━━━━━ RECORDS FOR THIS TASK ━━━━━
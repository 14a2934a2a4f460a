// Copyright (C) 2025 SyncMyOrders Sp. z o.o.
// SPDX-License-Identifier: AGPL-3.0-or-later
//! Container runtime trait definitions.
//!
//! Defines the abstract interface for the compute and network backend.

use std::collections::BTreeMap;

use async_trait::async_trait;
use serde::{Deserialize, Serialize};
use thiserror::Error;

/// Errors from runtime operations.
#[derive(Debug, Error)]
#[non_exhaustive]
pub enum RuntimeError {
    /// The runtime CLI exited with a non-zero status.
    #[error("`{command}` failed: {stderr}")]
    CommandFailed {
        /// Command line that failed (without the binary).
        command: String,
        /// Trimmed standard error output.
        stderr: String,
    },

    /// The referenced container or network does not exist.
    #[error("Not found: {0}")]
    NotFound(String),

    /// The container is already attached to the network.
    #[error("Already attached: {0}")]
    AlreadyAttached(String),

    /// The container is not attached to the network.
    #[error("Not attached: {0}")]
    NotAttached(String),

    /// The network still has attached containers.
    #[error("Resource in use: {0}")]
    InUse(String),

    /// The runtime output could not be parsed.
    #[error("Malformed runtime output: {0}")]
    Malformed(String),

    /// The call was cancelled.
    #[error("Cancelled")]
    Cancelled,

    /// I/O operation failed.
    #[error("IO error: {0}")]
    Io(#[from] std::io::Error),

    /// JSON deserialization failed.
    #[error("JSON error: {0}")]
    Json(#[from] serde_json::Error),
}

/// Result type for runtime operations.
pub type Result<T> = std::result::Result<T, RuntimeError>;

/// Everything needed to create one container.
#[derive(Debug, Clone, PartialEq, Eq)]
pub struct ContainerSpec {
    /// Container name.
    pub name: String,
    /// Image reference.
    pub image: String,
    /// Environment variables.
    pub env: Vec<(String, String)>,
    /// Command override (empty keeps the image default).
    pub command: Vec<String>,
    /// Container port to publish on an ephemeral host port.
    pub publish_port: u16,
    /// Labels in `key=value` form.
    pub labels: Vec<String>,
}

/// One network membership of a container.
#[derive(Debug, Clone, PartialEq, Eq, Serialize, Deserialize)]
pub struct NetworkAttachment {
    /// Network name.
    pub name: String,
    /// Runtime network ID.
    pub network_id: String,
}

/// Container state as reported by the runtime.
#[derive(Debug, Clone, PartialEq, Eq, Serialize, Deserialize)]
pub struct ContainerInfo {
    /// Runtime container ID.
    pub id: String,
    /// Container name, without any leading slash.
    pub name: String,
    /// Whether the container is running.
    pub running: bool,
    /// Published ports: container port to host port.
    pub ports: BTreeMap<u16, u16>,
    /// Current network memberships.
    pub networks: Vec<NetworkAttachment>,
}

impl ContainerInfo {
    /// Host port bound to `container_port`, if any.
    pub fn host_port(&self, container_port: u16) -> Option<u16> {
        self.ports.get(&container_port).copied()
    }

    /// Whether the container is attached to `network_id`.
    pub fn is_attached_to(&self, network_id: &str) -> bool {
        self.networks.iter().any(|n| n.network_id == network_id)
    }
}

/// Network state as reported by the runtime.
#[derive(Debug, Clone, PartialEq, Eq, Serialize, Deserialize)]
pub struct NetworkInfo {
    /// Runtime network ID.
    pub id: String,
    /// Network name.
    pub name: String,
}

/// Trait for container runtimes.
///
/// Runtimes are pure executors of compute and network operations. They hold
/// no view of instances; reconciliation happens in the registry.
#[async_trait]
pub trait ContainerRuntime: Send + Sync {
    /// Runtime type identifier (e.g., "docker", "mock")
    fn runtime_type(&self) -> &'static str;

    /// Check that the runtime is reachable.
    async fn ping(&self) -> Result<()>;

    /// Create (but do not start) a container. Returns its ID.
    async fn create_container(&self, spec: &ContainerSpec) -> Result<String>;

    /// Start a created container.
    async fn start_container(&self, id: &str) -> Result<()>;

    /// Inspect a container.
    async fn inspect_container(&self, id: &str) -> Result<ContainerInfo>;

    /// Remove a container, killing it first when `force` is set.
    async fn remove_container(&self, id: &str, force: bool) -> Result<()>;

    /// List containers whose name contains `name_filter`.
    ///
    /// Only running containers are returned unless `all` is set.
    async fn list_containers(&self, all: bool, name_filter: &str) -> Result<Vec<ContainerInfo>>;

    /// Create a network. Returns its ID.
    async fn create_network(&self, name: &str, labels: &[String]) -> Result<String>;

    /// Remove a network.
    async fn remove_network(&self, id: &str) -> Result<()>;

    /// List networks whose name contains `name_filter`.
    async fn list_networks(&self, name_filter: &str) -> Result<Vec<NetworkInfo>>;

    /// Attach a container to a network.
    async fn connect_network(&self, network_id: &str, container_id: &str) -> Result<()>;

    /// Detach a container from a network.
    async fn disconnect_network(
        &self,
        network_id: &str,
        container_id: &str,
        force: bool,
    ) -> Result<()>;
}
// Copyright (C) 2025 SyncMyOrders Sp. z o.o.
// SPDX-License-Identifier: AGPL-3.0-or-later
//! Mock runtime for testing.
//!
//! Keeps containers and networks in memory and mirrors the Docker behaviours
//! the control plane depends on: a network with attached containers cannot
//! be removed, attaching twice and detaching an absent attachment are
//! rejected, and forced container removal drops its attachments.

use std::collections::{BTreeMap, HashMap, HashSet};
use std::sync::Arc;

use async_trait::async_trait;
use tokio::sync::Mutex;

use super::traits::*;

/// Mock container state.
#[derive(Debug, Clone)]
struct MockContainer {
    name: String,
    running: bool,
    ports: BTreeMap<u16, u16>,
    networks: Vec<String>,
}

#[derive(Debug, Default)]
struct MockState {
    containers: HashMap<String, MockContainer>,
    networks: HashMap<String, String>,
    next_id: u64,
    next_port: u16,
    events: Vec<String>,
    fail_remove: HashSet<String>,
    fail_start: bool,
    withhold_port: bool,
    unreachable: bool,
}

impl MockState {
    fn allocate_id(&mut self, kind: &str) -> String {
        self.next_id += 1;
        format!("mock-{}-{:04}", kind, self.next_id)
    }

    fn allocate_port(&mut self) -> u16 {
        self.next_port += 1;
        self.next_port
    }

    fn network_name(&self, id: &str) -> Option<&str> {
        self.networks.get(id).map(String::as_str)
    }

    fn info(&self, id: &str, c: &MockContainer) -> ContainerInfo {
        ContainerInfo {
            id: id.to_string(),
            name: c.name.clone(),
            running: c.running,
            // unbound ports (0) are not reported, as with the real runtime
            ports: c
                .ports
                .iter()
                .filter(|(_, host)| **host != 0)
                .map(|(k, v)| (*k, *v))
                .collect(),
            networks: c
                .networks
                .iter()
                .map(|nid| NetworkAttachment {
                    name: self.network_name(nid).unwrap_or_default().to_string(),
                    network_id: nid.clone(),
                })
                .collect(),
        }
    }
}

/// Mock runtime for testing.
#[derive(Clone)]
pub struct MockRuntime {
    state: Arc<Mutex<MockState>>,
}

impl Default for MockRuntime {
    fn default() -> Self {
        Self::new()
    }
}

impl MockRuntime {
    /// Create a new, empty mock runtime.
    pub fn new() -> Self {
        Self {
            state: Arc::new(Mutex::new(MockState {
                next_port: 49152,
                ..MockState::default()
            })),
        }
    }

    /// Create a mock runtime that fails every ping.
    pub fn unreachable() -> Self {
        Self {
            state: Arc::new(Mutex::new(MockState {
                next_port: 49152,
                unreachable: true,
                ..MockState::default()
            })),
        }
    }

    /// Make removal of the container or network called `name` fail.
    pub async fn fail_removal_of(&self, name: &str) {
        self.state.lock().await.fail_remove.insert(name.to_string());
    }

    /// Make every container start fail.
    pub async fn fail_starts(&self, fail: bool) {
        self.state.lock().await.fail_start = fail;
    }

    /// Start containers without binding any host port.
    pub async fn withhold_ports(&self, withhold: bool) {
        self.state.lock().await.withhold_port = withhold;
    }

    /// Insert a bare network, bypassing the control plane. Returns its ID.
    pub async fn insert_network(&self, name: &str) -> String {
        let mut state = self.state.lock().await;
        let id = state.allocate_id("net");
        state.networks.insert(id.clone(), name.to_string());
        id
    }

    /// Insert a running container with a bound port, bypassing the control plane.
    pub async fn insert_container(&self, name: &str, port: Option<u16>) -> String {
        let mut state = self.state.lock().await;
        let id = state.allocate_id("ctr");
        let ports = match port {
            Some(p) => BTreeMap::from([(p, state.allocate_port())]),
            None => BTreeMap::new(),
        };
        state.containers.insert(
            id.clone(),
            MockContainer {
                name: name.to_string(),
                running: true,
                ports,
                networks: Vec::new(),
            },
        );
        id
    }

    /// Mark the container called `name` as exited.
    pub async fn stop_container(&self, name: &str) {
        let mut state = self.state.lock().await;
        if let Some(c) = state.containers.values_mut().find(|c| c.name == name) {
            c.running = false;
        }
    }

    /// Number of containers currently known.
    pub async fn container_count(&self) -> usize {
        self.state.lock().await.containers.len()
    }

    /// Number of networks currently known.
    pub async fn network_count(&self) -> usize {
        self.state.lock().await.networks.len()
    }

    /// Successful mutating calls, in the order they were applied
    /// (e.g. `"rm netpart-db1"`, `"network rm netpart-db1"`).
    pub async fn events(&self) -> Vec<String> {
        self.state.lock().await.events.clone()
    }
}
━━━━━
* [EXERCISE OBJECTIVE]:
On how many lines of the data does the word "stderr" appear? Reply with the number alone.

* [REPLY]:
2